- _WORK REQUEST_
Tally up the lines below that contain the word "derive" and give the total alone.

- _INFORMATION PROVIDED_
*** Begin section ***
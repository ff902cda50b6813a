use axum::{
    extract::{Path, Query, State},
    response::{Json, Response},
    routing::get,
    Router,
};
use uuid::Uuid;

use super::common::{created_response, no_content_response};
use crate::{
    auth::{require_edit, AuthUser, Resource},
    entities::{client_machine, item_type},
    errors::ServiceError,
    services::{
        client_machines::{
            ClientMachineFilter, CreateClientMachineRequest, UpdateClientMachineRequest,
        },
        item_types::{CreateItemTypeRequest, ItemTypeFilter, UpdateItemTypeRequest},
    },
    ApiResult, AppState,
};

pub fn client_machine_routes() -> Router<AppState> {
    Router::new()
        .route("/", get(list_client_machines).post(create_client_machine))
        .route(
            "/:id",
            get(get_client_machine)
                .patch(update_client_machine)
                .delete(delete_client_machine),
        )
}

pub fn item_type_routes() -> Router<AppState> {
    Router::new()
        .route("/", get(list_item_types).post(create_item_type))
        .route(
            "/:id",
            get(get_item_type)
                .patch(update_item_type)
                .delete(delete_item_type),
        )
}

/// Register a customer's machine
#[utoipa::path(
    post,
    path = "/api/v1/client-machines",
    request_body = CreateClientMachineRequest,
    responses(
        (status = 201, description = "Machine registered", body = client_machine::Model),
        (status = 400, description = "Invalid request", body = crate::errors::ErrorResponse),
        (status = 409, description = "Serial number taken", body = crate::errors::ErrorResponse)
    ),
    tag = "client-machines"
)]
pub async fn create_client_machine(
    State(state): State<AppState>,
    user: AuthUser,
    Json(payload): Json<CreateClientMachineRequest>,
) -> Result<Response, ServiceError> {
    require_edit(&user, Resource::Call)?;
    let created = state.services.client_machines.create(payload).await?;
    Ok(created_response(created))
}

#[utoipa::path(
    get,
    path = "/api/v1/client-machines",
    params(ClientMachineFilter),
    responses((status = 200, description = "Registered machines", body = Vec<client_machine::Model>)),
    tag = "client-machines"
)]
pub async fn list_client_machines(
    State(state): State<AppState>,
    Query(filter): Query<ClientMachineFilter>,
) -> ApiResult<Vec<client_machine::Model>> {
    Ok(Json(state.services.client_machines.list(filter).await?))
}

#[utoipa::path(
    get,
    path = "/api/v1/client-machines/{id}",
    params(("id" = Uuid, Path, description = "Client machine ID")),
    responses(
        (status = 200, description = "Machine found", body = client_machine::Model),
        (status = 404, description = "Machine not found", body = crate::errors::ErrorResponse)
    ),
    tag = "client-machines"
)]
pub async fn get_client_machine(
    State(state): State<AppState>,
    Path(id): Path<Uuid>,
) -> ApiResult<client_machine::Model> {
    Ok(Json(state.services.client_machines.get(id).await?))
}

#[utoipa::path(
    patch,
    path = "/api/v1/client-machines/{id}",
    params(("id" = Uuid, Path, description = "Client machine ID")),
    request_body = UpdateClientMachineRequest,
    responses(
        (status = 200, description = "Machine updated", body = client_machine::Model),
        (status = 404, description = "Machine not found", body = crate::errors::ErrorResponse),
        (status = 409, description = "Serial number taken", body = crate::errors::ErrorResponse)
    ),
    tag = "client-machines"
)]
pub async fn update_client_machine(
    State(state): State<AppState>,
    user: AuthUser,
    Path(id): Path<Uuid>,
    Json(payload): Json<UpdateClientMachineRequest>,
) -> ApiResult<client_machine::Model> {
    require_edit(&user, Resource::Call)?;
    Ok(Json(state.services.client_machines.update(id, payload).await?))
}

/// Delete a machine no call points at
#[utoipa::path(
    delete,
    path = "/api/v1/client-machines/{id}",
    params(("id" = Uuid, Path, description = "Client machine ID")),
    responses(
        (status = 204, description = "Machine deleted"),
        (status = 404, description = "Machine not found", body = crate::errors::ErrorResponse),
        (status = 409, description = "Machine still referenced by calls", body = crate::errors::ErrorResponse)
    ),
    tag = "client-machines"
)]
pub async fn delete_client_machine(
    State(state): State<AppState>,
    user: AuthUser,
    Path(id): Path<Uuid>,
) -> Result<Response, ServiceError> {
    require_edit(&user, Resource::Call)?;
    state.services.client_machines.delete(id).await?;
    Ok(no_content_response())
}

/// Add a machine, part or accessory type to the catalog
#[utoipa::path(
    post,
    path = "/api/v1/item-types",
    request_body = CreateItemTypeRequest,
    responses(
        (status = 201, description = "Type added", body = item_type::Model),
        (status = 400, description = "Invalid request", body = crate::errors::ErrorResponse),
        (status = 409, description = "Name taken within the category", body = crate::errors::ErrorResponse)
    ),
    tag = "item-types"
)]
pub async fn create_item_type(
    State(state): State<AppState>,
    user: AuthUser,
    Json(payload): Json<CreateItemTypeRequest>,
) -> Result<Response, ServiceError> {
    require_edit(&user, Resource::InventoryItem)?;
    let created = state.services.item_types.create(payload).await?;
    Ok(created_response(created))
}

#[utoipa::path(
    get,
    path = "/api/v1/item-types",
    params(ItemTypeFilter),
    responses((status = 200, description = "Catalog entries", body = Vec<item_type::Model>)),
    tag = "item-types"
)]
pub async fn list_item_types(
    State(state): State<AppState>,
    Query(filter): Query<ItemTypeFilter>,
) -> ApiResult<Vec<item_type::Model>> {
    Ok(Json(state.services.item_types.list(filter.category).await?))
}

#[utoipa::path(
    get,
    path = "/api/v1/item-types/{id}",
    params(("id" = Uuid, Path, description = "Item type ID")),
    responses(
        (status = 200, description = "Type found", body = item_type::Model),
        (status = 404, description = "Type not found", body = crate::errors::ErrorResponse)
    ),
    tag = "item-types"
)]
pub async fn get_item_type(
    State(state): State<AppState>,
    Path(id): Path<Uuid>,
) -> ApiResult<item_type::Model> {
    Ok(Json(state.services.item_types.get(id).await?))
}

#[utoipa::path(
    patch,
    path = "/api/v1/item-types/{id}",
    params(("id" = Uuid, Path, description = "Item type ID")),
    request_body = UpdateItemTypeRequest,
    responses(
        (status = 200, description = "Type updated", body = item_type::Model),
        (status = 404, description = "Type not found", body = crate::errors::ErrorResponse),
        (status = 409, description = "Name taken within the category", body = crate::errors::ErrorResponse)
    ),
    tag = "item-types"
)]
pub async fn update_item_type(
    State(state): State<AppState>,
    user: AuthUser,
    Path(id): Path<Uuid>,
    Json(payload): Json<UpdateItemTypeRequest>,
) -> ApiResult<item_type::Model> {
    require_edit(&user, Resource::InventoryItem)?;
    Ok(Json(state.services.item_types.update(id, payload).await?))
}

#[utoipa::path(
    delete,
    path = "/api/v1/item-types/{id}",
    params(("id" = Uuid, Path, description = "Item type ID")),
    responses(
        (status = 204, description = "Type removed"),
        (status = 404, description = "Type not found", body = crate::errors::ErrorResponse)
    ),
    tag = "item-types"
)]
pub async fn delete_item_type(
    State(state): State<AppState>,
    user: AuthUser,
    Path(id): Path<Uuid>,
) -> Result<Response, ServiceError> {
    require_edit(&user, Resource::InventoryItem)?;
    state.services.item_types.delete(id).await?;
    Ok(no_content_response())
}
//! Monthly meter readings of leased machines.

use std::sync::Arc;

use sea_orm::{
    ActiveModelTrait, ColumnTrait, DatabaseConnection, EntityTrait, QueryFilter, QueryOrder, Set,
};
use serde::Deserialize;
use tracing::{info, instrument};
use utoipa::ToSchema;
use uuid::Uuid;
use validator::Validate;

use super::leases::first_of_month;
use crate::entities::{lease_contract, meter_reading};
use crate::errors::{is_unique_violation, ServiceError};
use crate::events::{Event, EventSender};

const DUPLICATE_MONTH: &str = "Meter reading for this month already exists";

#[derive(Debug, Clone, Deserialize, Validate, ToSchema)]
pub struct CreateMeterReadingRequest {
    pub lease_id: Uuid,
    /// Defaults to the lease's machine
    pub machine_id: Option<Uuid>,
    /// Any day of the month being recorded
    pub month: chrono::NaiveDate,
    #[validate(range(min = 0))]
    pub meter_reading: i64,
}

#[derive(Clone)]
pub struct MeterReadingService {
    db: Arc<DatabaseConnection>,
    event_sender: EventSender,
}

impl MeterReadingService {
    pub fn new(db: Arc<DatabaseConnection>, event_sender: EventSender) -> Self {
        Self { db, event_sender }
    }

    #[instrument(skip(self, req), fields(lease_id = %req.lease_id))]
    pub async fn create(
        &self,
        req: CreateMeterReadingRequest,
    ) -> Result<meter_reading::Model, ServiceError> {
        req.validate()?;
        let db = &*self.db;
        let lease = lease_contract::Entity::find_by_id(req.lease_id)
            .one(db)
            .await
            .map_err(ServiceError::db_error)?
            .ok_or_else(|| {
                ServiceError::NotFound(format!("Lease contract {} not found", req.lease_id))
            })?;

        let month = first_of_month(req.month);
        let taken = meter_reading::Entity::find()
            .filter(meter_reading::Column::LeaseId.eq(lease.id))
            .filter(meter_reading::Column::Month.eq(month))
            .one(db)
            .await
            .map_err(ServiceError::db_error)?;
        if taken.is_some() {
            return Err(ServiceError::ValidationError(DUPLICATE_MONTH.to_string()));
        }

        let reading = meter_reading::ActiveModel {
            lease_id: Set(lease.id),
            machine_id: Set(req.machine_id.unwrap_or(lease.item_id)),
            month: Set(month),
            meter_reading: Set(req.meter_reading),
            ..Default::default()
        }
        .insert(db)
        .await
        .map_err(|err| {
            if is_unique_violation(&err) {
                ServiceError::ValidationError(DUPLICATE_MONTH.to_string())
            } else {
                ServiceError::db_error(err)
            }
        })?;

        let label = month.format("%Y-%m").to_string();
        info!(reading_id = %reading.id, month = %label, "meter reading recorded");
        self.event_sender
            .send_or_log(Event::MeterReadingRecorded {
                lease_id: lease.id,
                month: label,
            })
            .await;
        Ok(reading)
    }

    /// Readings of one lease, newest month first
    pub async fn list_for_lease(
        &self,
        lease_id: Uuid,
    ) -> Result<Vec<meter_reading::Model>, ServiceError> {
        meter_reading::Entity::find()
            .filter(meter_reading::Column::LeaseId.eq(lease_id))
            .order_by_desc(meter_reading::Column::Month)
            .all(&*self.db)
            .await
            .map_err(ServiceError::db_error)
    }
}

#[cfg(test)]
mod tests {
    use super::*;
    use crate::services::test_support::*;
    use assert_matches::assert_matches;
    use chrono::NaiveDate;

    #[tokio::test]
    async fn month_is_normalised_and_unique_per_lease() {
        let ctx = TestContext::new().await;
        let svc = MeterReadingService::new(ctx.db.clone(), ctx.event_sender.clone());
        let lease_id = seed_lease(&ctx.db, ctx.store, true).await;

        let first = svc
            .create(CreateMeterReadingRequest {
                lease_id,
                machine_id: None,
                month: NaiveDate::from_ymd_opt(2026, 3, 17).unwrap(),
                meter_reading: 12_000,
            })
            .await
            .unwrap();
        assert_eq!(first.month, NaiveDate::from_ymd_opt(2026, 3, 1).unwrap());

        let err = svc
            .create(CreateMeterReadingRequest {
                lease_id,
                machine_id: None,
                month: NaiveDate::from_ymd_opt(2026, 3, 30).unwrap(),
                meter_reading: 12_500,
            })
            .await
            .unwrap_err();
        assert_matches!(err, ServiceError::ValidationError(msg) if msg == DUPLICATE_MONTH);

        svc.create(CreateMeterReadingRequest {
            lease_id,
            machine_id: None,
            month: NaiveDate::from_ymd_opt(2026, 4, 2).unwrap(),
            meter_reading: 13_100,
        })
        .await
        .unwrap();

        let listed = svc.list_for_lease(lease_id).await.unwrap();
        assert_eq!(listed.len(), 2);
        assert_eq!(listed[0].month, NaiveDate::from_ymd_opt(2026, 4, 1).unwrap());
    }
}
*** End section ***
- _ANSWER_
2